Task item>
Go over the entries and report the lines where the word "cannot" occurs.

Source material>
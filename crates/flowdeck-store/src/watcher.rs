//! Polling change watcher for the documents root
//!
//! Every tick the watcher walks the root, records `(size, mtime)` per path,
//! and diffs the result against the previous snapshot. All changes found in
//! one tick are delivered together as a single batch, so a burst of writes
//! costs one listing refresh per tick rather than one per file.
//!
//! The watch stops when its [`WatchHandle`] is cancelled or dropped, when the
//! receiver goes away, or when the root becomes unavailable. It is never
//! restarted automatically.

use std::collections::HashMap;
use std::path::{Path, PathBuf};
use std::time::{Duration, SystemTime};

use flowdeck_core::{FlowdeckError, FlowdeckResult};
use tokio::sync::mpsc;
use tokio::task::JoinHandle;
use tokio::time::MissedTickBehavior;
use tokio_util::sync::CancellationToken;
use tracing::{debug, error, info};
use walkdir::WalkDir;

/// What happened to a path between two snapshots
#[derive(Debug, Clone, Copy, PartialEq, Eq, Hash)]
pub enum WatchEventKind {
    Created,
    Modified,
    Removed,
}

/// A single observed change
#[derive(Debug, Clone, PartialEq, Eq)]
pub struct WatchEvent {
    pub kind: WatchEventKind,
    pub path: PathBuf,
}

/// Changes observed during one poll
pub type WatchBatch = Vec<WatchEvent>;

#[derive(Debug, Clone, Copy, PartialEq, Eq)]
struct FileStamp {
    len: u64,
    modified: Option<SystemTime>,
}

#[derive(Debug, Default, Clone)]
struct Snapshot {
    entries: HashMap<PathBuf, FileStamp>,
}

impl Snapshot {
    /// Walk `root`; fails if the root itself cannot be read
    fn capture(root: &Path) -> FlowdeckResult<Self> {
        let mut entries = HashMap::new();
        for entry in WalkDir::new(root).min_depth(1) {
            let entry = match entry {
                Ok(entry) => entry,
                // Entries vanishing mid-walk are normal; a missing root is not
                Err(e) if e.depth() > 0 => continue,
                Err(e) => {
                    return Err(FlowdeckError::watch(format!(
                        "cannot read {}: {}",
                        root.display(),
                        e
                    )))
                }
            };
            let Ok(meta) = entry.metadata() else { continue };
            let stamp = FileStamp {
                len: if meta.is_dir() { 0 } else { meta.len() },
                modified: meta.modified().ok(),
            };
            entries.insert(entry.into_path(), stamp);
        }

        if entries.is_empty() && !root.is_dir() {
            return Err(FlowdeckError::watch(format!(
                "{} is not a directory",
                root.display()
            )));
        }
        Ok(Self { entries })
    }

    fn diff(&self, newer: &Snapshot) -> WatchBatch {
        let mut events: WatchBatch = Vec::new();

        for (path, stamp) in &newer.entries {
            match self.entries.get(path) {
                None => events.push(WatchEvent {
                    kind: WatchEventKind::Created,
                    path: path.clone(),
                }),
                Some(old) if old != stamp => events.push(WatchEvent {
                    kind: WatchEventKind::Modified,
                    path: path.clone(),
                }),
                Some(_) => {}
            }
        }
        for path in self.entries.keys() {
            if !newer.entries.contains_key(path) {
                events.push(WatchEvent {
                    kind: WatchEventKind::Removed,
                    path: path.clone(),
                });
            }
        }

        events.sort_by(|a, b| a.path.cmp(&b.path));
        events
    }
}

async fn capture(root: PathBuf) -> FlowdeckResult<Snapshot> {
    tokio::task::spawn_blocking(move || Snapshot::capture(&root))
        .await
        .map_err(|e| FlowdeckError::watch(format!("snapshot task failed: {}", e)))?
}

/// Polls a directory tree for changes
#[derive(Debug, Clone)]
pub struct FlowWatcher {
    root: PathBuf,
    poll_interval: Duration,
}

impl FlowWatcher {
    pub fn new(root: impl Into<PathBuf>, poll_interval: Duration) -> Self {
        Self {
            root: root.into(),
            poll_interval,
        }
    }

    /// Start watching. Batches arrive on the returned receiver.
    ///
    /// Fails immediately if the root cannot be read.
    pub async fn spawn(self) -> FlowdeckResult<(WatchHandle, mpsc::Receiver<WatchBatch>)> {
        let initial = capture(self.root.clone()).await?;
        let (tx, rx) = mpsc::channel(32);
        let token = CancellationToken::new();

        info!("Watching {} for changes", self.root.display());
        let task = tokio::spawn(self.run(initial, tx, token.clone()));

        Ok((
            WatchHandle {
                token,
                task: Some(task),
            },
            rx,
        ))
    }

    async fn run(self, mut previous: Snapshot, tx: mpsc::Sender<WatchBatch>, token: CancellationToken) {
        let mut ticker = tokio::time::interval(self.poll_interval);
        ticker.set_missed_tick_behavior(MissedTickBehavior::Skip);
        // The first tick completes immediately
        ticker.tick().await;

        loop {
            tokio::select! {
                _ = token.cancelled() => {
                    debug!("Watch on {} cancelled", self.root.display());
                    break;
                }
                _ = ticker.tick() => {}
            }

            let current = match capture(self.root.clone()).await {
                Ok(snapshot) => snapshot,
                Err(e) => {
                    error!("Stopping watch on {}: {}", self.root.display(), e);
                    break;
                }
            };

            let batch = previous.diff(&current);
            previous = current;
            if batch.is_empty() {
                continue;
            }

            debug!("{} change(s) under {}", batch.len(), self.root.display());
            if tx.send(batch).await.is_err() {
                debug!("Watch receiver dropped; stopping");
                break;
            }
        }
    }
}

/// Owns a running watch; dropping it stops the watch
#[derive(Debug)]
pub struct WatchHandle {
    token: CancellationToken,
    task: Option<JoinHandle<()>>,
}

impl WatchHandle {
    pub fn cancel(&self) {
        self.token.cancel();
    }

    /// Cancel and wait for the watch task to exit
    pub async fn stop(mut self) {
        self.token.cancel();
        if let Some(task) = self.task.take() {
            let _ = task.await;
        }
    }
}

impl Drop for WatchHandle {
    fn drop(&mut self) {
        self.token.cancel();
    }
}
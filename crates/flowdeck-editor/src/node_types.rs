// flowdeck Editor - Node type registry
//
// Maps the node type names stored in flow.toml to a display label and the
// renderer used on the canvas. Types without an entry are still drawn, with
// the fallback renderer.

use flowdeck_viz::{FallbackNode, NodeRenderer, SuperNode};

use std::collections::HashMap;

/// Built-in node types as `(name, label)`, in palette order
pub const BUILTIN_NODE_TYPES: [(&str, &str); 10] = [
    ("vectorNode", "Vector"),
    ("pythonNode", "Python"),
    ("javascriptNode", "JavaScript"),
    ("cronNode", "Cron"),
    ("terminalNode", "Terminal"),
    ("modelNode", "Model"),
    ("manualNode", "Manual"),
    ("sendChatNode", "Send Chat"),
    ("receiveChatNode", "Receive Chat"),
    ("openAiNode", "OpenAI"),
];

/// A registered node type
pub struct NodeType {
    pub name: String,
    pub label: String,
    renderer: Box<dyn NodeRenderer>,
}

impl NodeType {
    pub fn renderer(&self) -> &dyn NodeRenderer {
        self.renderer.as_ref()
    }
}

impl std::fmt::Debug for NodeType {
    fn fmt(&self, f: &mut std::fmt::Formatter<'_>) -> std::fmt::Result {
        f.debug_struct("NodeType")
            .field("name", &self.name)
            .field("label", &self.label)
            .finish_non_exhaustive()
    }
}

// ============================================================================
// Registry
// ============================================================================

#[derive(Debug)]
pub struct NodeTypeRegistry {
    types: HashMap<String, NodeType>,
    /// Palette order
    order: Vec<String>,
    fallback: FallbackNode,
}

impl Default for NodeTypeRegistry {
    fn default() -> Self {
        let mut registry = Self::empty();
        for (name, label) in BUILTIN_NODE_TYPES {
            registry.register(name, label, Box::new(SuperNode));
        }
        registry
    }
}

impl NodeTypeRegistry {
    /// Registry holding the built-in types
    pub fn new() -> Self {
        Self::default()
    }

    pub fn empty() -> Self {
        Self {
            types: HashMap::new(),
            order: Vec::new(),
            fallback: FallbackNode,
        }
    }

    /// Add or replace a node type. A replaced type keeps its palette slot.
    pub fn register(&mut self, name: &str, label: &str, renderer: Box<dyn NodeRenderer>) {
        let previous = self.types.insert(
            name.to_string(),
            NodeType {
                name: name.to_string(),
                label: label.to_string(),
                renderer,
            },
        );
        if previous.is_none() {
            self.order.push(name.to_string());
        }
        tracing::debug!("Registered node type: {}", name);
    }

    pub fn get(&self, name: &str) -> Option<&NodeType> {
        self.types.get(name)
    }

    pub fn contains(&self, name: &str) -> bool {
        self.types.contains_key(name)
    }

    /// Label for a node type; unknown types are labelled with their name
    pub fn label<'a>(&'a self, name: &'a str) -> &'a str {
        self.get(name).map(|t| t.label.as_str()).unwrap_or(name)
    }

    /// Renderer for a node type, falling back for unknown or missing types
    pub fn renderer_for(&self, node_type: Option<&str>) -> &dyn NodeRenderer {
        match node_type.and_then(|name| self.get(name)) {
            Some(t) => t.renderer(),
            None => &self.fallback,
        }
    }

    /// Registered types in palette order
    pub fn palette(&self) -> Vec<&NodeType> {
        self.order.iter().filter_map(|n| self.types.get(n)).collect()
    }

    pub fn count(&self) -> usize {
        self.types.len()
    }
}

Written response>
    /// Walk `root`; fails if the root itself cannot be read
                        "cannot read {}: {}",
    /// Fails immediately if the root cannot be read.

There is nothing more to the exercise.